Whether the agency has statutory authority to proceed as proposed is questionable but from the stand point of good public policy, there is no question that the agency seems set on a course that could change the balance that has been the hallmark of its success.
To quickly summarize, §6(b) of the statute, with accompanying regulations, states that before the agency can release information it obtains about a product that identifies a manufacturer or private labeler, it must take certain steps to assure that the disclosure is fair and accurate. The regulations, written in 1983, seem to be working well except that they do not contemplate electronic communications (something that can be easily rectified). Further, in its briefing to the Commissioners, the staff did not identify in specific terms how the changes would improve efficiencies. Instead viewers of the briefing were treated to general statements, speculative scenarios and threats to go into executive session so the public could not benefit from the agency reasoning that provided the basis for the proposed rule.
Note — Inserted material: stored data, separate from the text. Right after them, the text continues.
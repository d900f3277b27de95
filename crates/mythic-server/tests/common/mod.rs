use std::sync::Arc;
use std::time::Duration;

use futures::{SinkExt, StreamExt};
use tokio::net::TcpStream;
use tokio_tungstenite::tungstenite::Message;
use tokio_tungstenite::tungstenite::client::IntoClientRequest;
use tokio_tungstenite::tungstenite::http::HeaderValue;
use tokio_tungstenite::{MaybeTlsStream, WebSocketStream};

use mythic_core::player::{PlayerId, PlayerRecord};
use mythic_server::SessionServer;
use mythic_server::config::ServerConfig;
use mythic_server::identity::issue_token;
use mythic_server::state::Services;
use mythic_server::store::{MemoryStore, PlayerStore};

pub type WsStream = WebSocketStream<MaybeTlsStream<TcpStream>>;

pub const SECRET: &str = "integration-secret";
pub const ALICE: &str = "0xa11ce";
pub const BOB: &str = "0xb0b";

/// A session server on an ephemeral port with two seeded players.
pub struct TestServer {
    pub server: SessionServer,
    pub store: Arc<MemoryStore>,
}

impl TestServer {
    pub async fn new() -> Self {
        Self::with_config(ServerConfig::default()).await
    }

    /// Fast heartbeat for liveness tests.
    pub async fn with_heartbeat(ping_interval_ms: u64, pong_timeout_ms: u64) -> Self {
        let mut config = ServerConfig::default();
        config.heartbeat.ping_interval_ms = ping_interval_ms;
        config.heartbeat.pong_timeout_ms = pong_timeout_ms;
        Self::with_config(config).await
    }

    pub async fn with_config(mut config: ServerConfig) -> Self {
        config.listen_addr = "127.0.0.1:0".to_string();
        config.auth.token_secret = Some(SECRET.to_string());

        let store = Arc::new(MemoryStore::new());
        store.insert_player(PlayerRecord::new(PlayerId::from(ALICE)));
        store.insert_player(PlayerRecord::new(PlayerId::from(BOB)));

        let services = Services::from_config(&config, Arc::clone(&store) as Arc<dyn PlayerStore>);
        let server = SessionServer::start(config, services).await.unwrap();

        // Give the listener a moment to start accepting
        tokio::time::sleep(Duration::from_millis(20)).await;

        Self { server, store }
    }

    pub fn base_url(&self) -> String {
        format!("http://{}", self.server.local_addr())
    }

    pub fn ws_url(&self) -> String {
        format!("ws://{}/ws", self.server.local_addr())
    }

    pub fn player(&self, id: &str) -> PlayerRecord {
        self.store.player(&PlayerId::from(id)).unwrap()
    }
}

pub fn token_for(player: &str) -> String {
    let expires_at = chrono::Utc::now().timestamp() + 3_600;
    issue_token(SECRET, &PlayerId::from(player), expires_at)
}

/// Connect with the given `jwt` cookie value, or no cookie at all.
pub async fn ws_connect_with(url: &str, cookie: Option<&str>) -> WsStream {
    let mut request = url.into_client_request().unwrap();
    if let Some(token) = cookie {
        let value = HeaderValue::from_str(&format!("jwt={token}")).unwrap();
        request.headers_mut().insert("cookie", value);
    }
    let (stream, _) = tokio_tungstenite::connect_async(request).await.unwrap();
    stream
}

/// Connect as `player` and consume the initial `player_data` snapshot.
pub async fn ws_connect_as(server: &TestServer, player: &str) -> (WsStream, serde_json::Value) {
    let mut stream = ws_connect_with(&server.ws_url(), Some(&token_for(player))).await;
    let snapshot = ws_read_json(&mut stream).await;
    assert_eq!(snapshot["type"], "player_data", "expected snapshot, got {snapshot}");
    (stream, snapshot)
}

pub async fn ws_send_json(stream: &mut WsStream, value: serde_json::Value) {
    stream
        .send(Message::Text(value.to_string().into()))
        .await
        .unwrap();
}

/// Read the next JSON text frame, skipping control frames and heartbeat
/// pings (5s timeout).
pub async fn ws_read_json(stream: &mut WsStream) -> serde_json::Value {
    let deadline = Duration::from_secs(5);
    tokio::time::timeout(deadline, async {
        loop {
            match stream.next().await {
                Some(Ok(Message::Text(text))) => {
                    let value: serde_json::Value = serde_json::from_str(text.as_str()).unwrap();
                    if value["type"] == "ping" {
                        continue;
                    }
                    return value;
                },
                Some(Ok(Message::Close(frame))) => panic!("WebSocket closed unexpectedly: {frame:?}"),
                Some(Err(e)) => panic!("WebSocket error: {e}"),
                None => panic!("WebSocket stream ended"),
                _ => continue,
            }
        }
    })
    .await
    .expect("Timed out waiting for a JSON message")
}

/// Read until the server closes; returns the close code and reason.
pub async fn ws_read_close(stream: &mut WsStream) -> (u16, String) {
    let deadline = Duration::from_secs(5);
    tokio::time::timeout(deadline, async {
        loop {
            match stream.next().await {
                Some(Ok(Message::Close(Some(frame)))) => {
                    return (u16::from(frame.code), frame.reason.as_str().to_owned());
                },
                Some(Ok(Message::Close(None))) => panic!("Close frame without a code"),
                Some(Err(e)) => panic!("WebSocket error before close: {e}"),
                None => panic!("WebSocket stream ended without a close frame"),
                _ => continue,
            }
        }
    })
    .await
    .expect("Timed out waiting for a close frame")
}

/// Assert that no JSON frame arrives within `wait`.
pub async fn ws_expect_silence(stream: &mut WsStream, wait: Duration) {
    let res = tokio::time::timeout(wait, async {
        loop {
            match stream.next().await {
                Some(Ok(Message::Text(text))) => {
                    let value: serde_json::Value = serde_json::from_str(text.as_str()).unwrap();
                    if value["type"] != "ping" {
                        return value;
                    }
                },
                Some(Ok(_)) => continue,
                other => panic!("Unexpected end of stream: {other:?}"),
            }
        }
    })
    .await;
    if let Ok(value) = res {
        panic!("Expected no reply, got {value}");
    }
}

/// Poll until `check` holds or two seconds pass.
pub async fn eventually(mut check: impl FnMut() -> bool) -> bool {
    for _ in 0..100 {
        if check() {
            return true;
        }
        tokio::time::sleep(Duration::from_millis(20)).await;
    }
    check()
}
The proposed rule makes a number of changes to the 1983 regulations that go well beyond “modernizing” those rules. Taken as a whole, the proposal changes the emphasis from the agency having the proactive obligation to act in a careful and deliberate manner. Instead information–perhaps in response to that pulled from the internet or from the latest (and generally flawed) toxic product hit list or perhaps stale information where context has changed–can go out the door and, only if the company has a psychic on staff, will it know the release is coming or be able to object. But even more important, this seems like an effort to minimize work for the agency without thought to whether consumers get better information or companies must correct inaccurate innuendos.
The NPR will soon be available in the Federal Register for comment. Stakeholders who care about this latest attempt to dilute the deliberate balance Congress struck in the Consumer Product Safety Act should read this proposal carefully and give the agency your views.